GitHub: array-api-extra

User group: Array Consumers

array-api-extra is a collection of additional utilities and tools that are missing from the Array API Standard but can be useful for compliant array consumers. It includes additional array manipulation and statistical functions. It is already used by SciPy and scikit-learn.

The sections below mention when and how to use them.

Array Producers

For array producers, the central task during the development/migration process is ensuring that the user-facing API adheres to the Array API Standard.

The complete API of the standard is documented in the API specification.

There, each function, constant, and object is described with details on parameters, return values, and special cases.

Testing against Array API

There are two main ways to test your API for compliance: either using array-api-tests suite or testing your API manually against the array-api-strict reference implementation.

Array API Strict

A simpler, and more manual, way of testing Array API coverage is to run your API calls along with the Array API Strict Python implementation.

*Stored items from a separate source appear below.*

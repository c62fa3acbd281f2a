//! Highlights a sample of Automath notation on the terminal.
//!
//! Run with `RUST_LOG=debug` to see lexer recovery messages.

use anyhow::Result;
use automath_lexer::lexer::{format_tokens, metadata};
use automath_lexer::{Category, Dialect, Lexer, Token};
use colored::{ColoredString, Colorize};

const SAMPLE: &str = "# The following snippet
# >>> a *         [b:prop] imp : prop := PRIM
# >>>   * [p:[z:term]prop] for : prop := PRIM
# expands to:
a * b : prop := ---
b * imp : prop := PRIM
  * p : [z:term]prop := ---
p * for : prop := PRIM";

fn paint(token: &Token<'_>) -> ColoredString {
    match token.category {
        Category::Text => token.text.normal(),
        Category::Operator => token.text.bright_black(),
        Category::ClassName => token.text.green().bold(),
        Category::PseudoKeyword => token.text.blue(),
        Category::FunctionName => token.text.cyan(),
        Category::VariableName => token.text.yellow(),
        Category::Comment | Category::MultilineComment => token.text.white().italic(),
        Category::Error => token.text.on_red(),
    }
}

fn main() -> Result<()> {
    env_logger::Builder::from_env(env_logger::Env::default().default_filter_or("info")).init();

    let examples = vec![
        ("Standard", Dialect::Standard, SAMPLE),
        ("Signed", Dialect::Signed, "+ a : prop := PRIM\n- b := PRIM : prop\n"),
    ];

    println!("{} ({})", metadata::NAME.bold(), metadata::FILENAMES.join(", "));

    for (name, dialect, source) in examples {
        println!("\n{}", format!("=== {} ===", name).blue().bold());

        let tokens: Vec<_> = Lexer::with_dialect(source, dialect).collect();
        for token in &tokens {
            print!("{}", paint(token));
        }
        println!();

        log::debug!("tokens:\n{}", format_tokens(&tokens));
        println!("{}", serde_json::to_string(&tokens[..3.min(tokens.len())])?);
    }

    Ok(())
}
use std::fs;
use std::io::Write;

use camino::{Utf8Path, Utf8PathBuf};
use serde::Serialize;
use tracing::info;

use crate::error::HarvestError;
use crate::identity::ProductId;
use crate::product::Product;

#[derive(Debug, Clone)]
pub struct ProductStore {
    root: Utf8PathBuf,
}

impl ProductStore {
    pub fn new(root: Utf8PathBuf) -> Self {
        Self { root }
    }

    pub fn product_dir(&self, id: &ProductId) -> Utf8PathBuf {
        self.root.join(id.as_str())
    }

    pub fn dataset_path(&self, id: &ProductId) -> Utf8PathBuf {
        self.product_dir(id).join(format!("{id}.dataset.json"))
    }

    pub fn met_path(&self, id: &ProductId) -> Utf8PathBuf {
        self.product_dir(id).join(format!("{id}.met.json"))
    }

    pub fn product_exists(&self, id: &ProductId) -> bool {
        self.dataset_path(id).as_std_path().exists() && self.met_path(id).as_std_path().exists()
    }

    pub fn write_product(&self, product: &Product) -> Result<Utf8PathBuf, HarvestError> {
        let dir = self.product_dir(&product.id);
        let replacing = self.product_exists(&product.id);
        fs::create_dir_all(dir.as_std_path())
            .map_err(|err| HarvestError::Filesystem(format!("create {dir}: {err}")))?;
        write_json_atomic(&self.dataset_path(&product.id), &product.dataset)?;
        write_json_atomic(&self.met_path(&product.id), &product.metadata)?;
        info!(id = %product.id, path = %dir, replacing, "saved product");
        Ok(dir)
    }

    pub fn remove_product(&self, id: &ProductId) -> Result<(), HarvestError> {
        let dir = self.product_dir(id);
        if dir.as_std_path().exists() {
            fs::remove_dir_all(dir.as_std_path())
                .map_err(|err| HarvestError::Filesystem(format!("remove {dir}: {err}")))?;
        }
        Ok(())
    }
}

fn write_json_atomic<T: Serialize>(path: &Utf8Path, value: &T) -> Result<(), HarvestError> {
    let parent = path
        .parent()
        .ok_or_else(|| HarvestError::Filesystem(format!("invalid destination path {path}")))?;
    let content = serde_json::to_vec_pretty(value)
        .map_err(|err| HarvestError::Filesystem(err.to_string()))?;
    let mut temp = tempfile::Builder::new()
        .prefix(".cmr-harvest")
        .tempfile_in(parent.as_std_path())
        .map_err(|err| HarvestError::Filesystem(err.to_string()))?;
    temp.write_all(&content)
        .map_err(|err| HarvestError::Filesystem(err.to_string()))?;
    temp.persist(path.as_std_path())
        .map_err(|err| HarvestError::Filesystem(err.to_string()))?;
    Ok(())
}
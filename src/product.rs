use serde::{Deserialize, Serialize};
use serde_json::{Map, Value};

use crate::domain::{ShortName, parse_instant};
use crate::error::HarvestError;
use crate::geometry::NormalizedPolygon;
use crate::identity::{ProductId, SCHEMA_VERSION, product_id};

#[derive(Debug, Clone)]
pub struct RawGranuleRecord {
    pub time_start: String,
    pub time_end: String,
    pub polygons: Vec<Vec<String>>,
    fields: Map<String, Value>,
}

impl RawGranuleRecord {
    pub fn from_value(value: Value) -> Result<Self, HarvestError> {
        let Value::Object(fields) = value else {
            return Err(HarvestError::InvalidRecord(
                "granule entry is not a JSON object".to_string(),
            ));
        };
        let time_start = required_str(&fields, "time_start")?;
        let time_end = required_str(&fields, "time_end")?;
        let polygons = match fields.get("polygons") {
            Some(value) => serde_json::from_value::<Vec<Vec<String>>>(value.clone())
                .map_err(|err| HarvestError::GeometryParse(format!("polygons field: {err}")))?,
            None => {
                return Err(HarvestError::GeometryParse(
                    "granule entry has no polygons".to_string(),
                ));
            }
        };
        Ok(Self {
            time_start,
            time_end,
            polygons,
            fields,
        })
    }

    pub fn short_name(&self) -> Option<&str> {
        self.fields.get("short_name").and_then(Value::as_str)
    }
}

fn required_str(fields: &Map<String, Value>, key: &str) -> Result<String, HarvestError> {
    fields
        .get(key)
        .and_then(Value::as_str)
        .map(str::to_string)
        .ok_or_else(|| HarvestError::InvalidRecord(format!("missing string field {key}")))
}

#[derive(Debug, Clone, PartialEq, Serialize, Deserialize)]
pub struct DatasetDescriptor {
    #[serde(rename = "label")]
    pub id: ProductId,
    #[serde(rename = "starttime")]
    pub start: String,
    #[serde(rename = "endtime")]
    pub end: String,
    pub location: NormalizedPolygon,
    pub version: String,
}

#[derive(Debug, Clone, PartialEq, Serialize, Deserialize)]
#[serde(transparent)]
pub struct MetadataDescriptor(Map<String, Value>);

impl MetadataDescriptor {
    pub fn get(&self, key: &str) -> Option<&Value> {
        self.0.get(key)
    }
}

#[derive(Debug, Clone)]
pub struct Product {
    pub id: ProductId,
    pub dataset: DatasetDescriptor,
    pub metadata: MetadataDescriptor,
}

impl Product {
    pub fn from_record(record: RawGranuleRecord, short_name: &ShortName) -> Result<Self, HarvestError> {
        let start = parse_instant(&record.time_start)?;
        let end = parse_instant(&record.time_end)?;
        let location = NormalizedPolygon::from_record_polygons(&record.polygons)?;
        let id = product_id(short_name, &start, &end);

        let dataset = DatasetDescriptor {
            id: id.clone(),
            start: record.time_start,
            end: record.time_end,
            location,
            version: SCHEMA_VERSION.to_string(),
        };
        let mut fields = record.fields;
        fields.insert(
            "shortname".to_string(),
            Value::String(short_name.as_str().to_string()),
        );

        Ok(Self {
            id,
            dataset,
            metadata: MetadataDescriptor(fields),
        })
    }
}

This way, you can ensure that the outputs coming from your API match the minimal reference implementation. Bear in mind, however, that you need to write the tests cases yourself, so you need to also take into account any applicable edge cases.

Array Consumers

For array consumers, the main premise is to keep in mind that your array manipulation operations should not lock in for a particular array producing library. For instance, if you use NumPy for arrays, then your code could contain:

import numpy as np

# ...
b = np.full(shape, val, dtype=dtype) @ a
c = np.mean(a, axis=0)
return np.dot(c, b)

The first step should be as simple as assigning the np namespace to a dedicated namespace variable. The convention used in the ecosystem is to name it xp. Then, it is vital to ensure that each method and function call is something that the Array API supports. For example, dot is present in the NumPy’s API, but the standard doesn’t support it. For the sake of simplicity, let’s assume both c and b are ndim=2; therefore, we select tensordot instead, as both NumPy and the standard define it:

import numpy as np

xp = np

# ...
b = xp.full(shape, val, dtype=dtype) @ a
c = xp.mean(a, axis=0)
return xp.tensordot(c, b, axes=1)

At this point, replacing one backend with another one should only require providing a different namespace, such as xp = torch (e.g., via an environment variable). This can be useful if you’re writing a script or in your custom software. The other alternatives are:

  • If you are building a library where the backend is determined by input arrays, and your function accepts array arguments, then a recommended way is to ask your input arrays for a namespace to use: xp = arr.__array_namespace__(). If the given library doesn’t have it, then array_api_compat.array_namespace() should be used instead:

    def func(array1, scalar1, scalar2):
      xp = array1.__array_namespace__()  # or array_namespace(array1)
      return xp.arange(scalar1, scalar2) @ array1
    
  • For a function that accepts scalars and returns arrays, use namespace xp as a parameter in the signature. Enforcing objects to have the same type as the provided backend can then be achieved with arg1 = xp.asarray(arg1) for each input:

    def func(s1, s2, xp):
      return xp.arange(s1, s2)
    

If you’re relying on NumPy, CuPy, PyTorch, Dask, or JAX then Array API Compat can come in handy for the transition. The compat layer allows you to still rely on your preferred array producing library, while making sure you’re already using standard compatible API. Additionally, it offers a set of useful utility functions, such as:

For now, the migration from a specific library (e.g., NumPy) to a standard compatible setup requires a manual intervention for each failing API call, but, in the future, we’re hoping to provide tools for automating the migration process.